Hari Biasa, Pekan Biasa XIX Sabtu, 15 Agustus 2020

Liturgia Verbi (A-II)
Hari Biasa, Pekan Biasa XIX

Sabtu, 15 Agustus 2020

PF S. Tarsisius, Martir Ekaristi.  Pelindung putra-putri altar dan penerima komuni pertama.

 


Bacaan Pertama
Yeh 18:1-10.13b.30-32

“Aku menghukum kalian sesuai dengan tindakanmu sendiri.”

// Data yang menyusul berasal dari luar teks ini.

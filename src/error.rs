//! Error types for GridStore
//!
//! Provides a unified error type for all operations.

use thiserror::Error;

/// Result type alias using GridError
pub type Result<T> = std::result::Result<T, GridError>;

/// Unified error type for GridStore operations
///
/// `StorageUnavailable` and `StorageCorrupt` never escape
/// [`StorageAdapter::load`](crate::store::StorageAdapter::load) — the adapter
/// resolves both to the seed collection. They exist so the backends and the
/// envelope codec can report precisely what went wrong.
#[derive(Debug, Error)]
pub enum GridError {
    // -------------------------------------------------------------------------
    // I/O Errors
    // -------------------------------------------------------------------------
    #[error("IO error: {0}")]
    Io(#[from] std::io::Error),

    // -------------------------------------------------------------------------
    // Storage Errors
    // -------------------------------------------------------------------------
    #[error("No persistent store available")]
    StorageUnavailable,

    #[error("Stored collection invalid: {0}")]
    StorageCorrupt(String),

    #[error("Write failed: {0}")]
    WriteFailure(String),

    // -------------------------------------------------------------------------
    // Serialization Errors
    // -------------------------------------------------------------------------
    #[error("Serialization error: {0}")]
    Serialization(String),

    // -------------------------------------------------------------------------
    // Record Errors
    // -------------------------------------------------------------------------
    #[error("Validation failed: {0}")]
    Validation(String),

    // -------------------------------------------------------------------------
    // Configuration Errors
    // -------------------------------------------------------------------------
    #[error("Configuration error: {0}")]
    Config(String),
}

Pembacaan dari Nubuat Yehezkiel:

Tuhan bersabda kepadaku,
“Apakah maksudnya kalian mengucapkan pepatah ini di Israel,
‘Ayah-ayah makan buah mentah,
dan gigi anak-anaknya menjadi ngilu?’
Demi Aku yang hidup, demikianlah sabda Tuhan,
kalian tidak akan mengucapkan pepatah itu lagi di Israel.
Sungguh, semua jiwa itu Aku yang punya!
Baik jiwa ayah maupun jiwa anak Akulah yang  punya!
Dan orang yang berbuat dosa, dia sendirilah yang harus mati.

Orang benar ialah yang melakukan keadilan dan kebaikan.
Ia tidak makan daging persembahan di atas gunung.
Ia tidak memuja-muja berhala-berhala kaum Israel.
Ia tidak mencemari isteri sesamanya
dan tidak menghampiri wanita yang sedang haid.
Ia tidak menindas orang lain.
Ia mengembalikan gadaian orang dan tidak merampas apa-apa.
Ia memberi makan orang lapar
dan memberi pakaian kepada orang telanjang.
Ia tidak memungut bunga dan memakan riba.
Ia menjauhkan diri dari kecurangan
dan melakukan hukum yang benar
dalam hubungan dengan sesama manusia.
Ia hidup menurut ketetapan-Ku, dan tetap mentaati peraturan-Ku;
ia berlaku setia.
Orang demikianlah orang yang benar, dan ia pasti hidup,”
demikianlah sabda Tuhan Allah.

“Tetapi kalau ia melahirkan seorang anak yang menjadi perampok,
dan yang suka menumpahkan darah
atau melakukan salah satu dari kejahatan tersebut,
maka anak itu sendirilah yang harus mati,
dan darahnya tertumpah pada dia sendiri.

Oleh karena itu
Aku akan menghukum kalian
masing-masing menurut tindakanmu, hai kaum Israel,”  demikianlah sabda Tuhan Allah.
“Maka bertobatlah dan berpalinglah dari segala durhakamu,
jangan sampai itu menjadi batu sandungan,
yang menjatuhkan kamu ke dalam kesalahan.
Buanglah daripadamu
segala durhaka yang kalian lakukan terhadap-Ku
dan perbaharuilah hati serta rohmu!
Mengapakah kalian mau mati, hai kaum Israel?
Aku tidak berkenan akan kematian seseorang
yang harus ditanggungnya,”
demikianlah sabda Tuhan Allah.
“Oleh karena itu bertobatlah, supaya kalian hidup.”

Demikianlah sabda Tuhan.


Mazmur Tanggapan
Mzm 51:12-15.18-19,R:12a

Refren: Ciptakanlah hati murni dalam diriku, ya Allah.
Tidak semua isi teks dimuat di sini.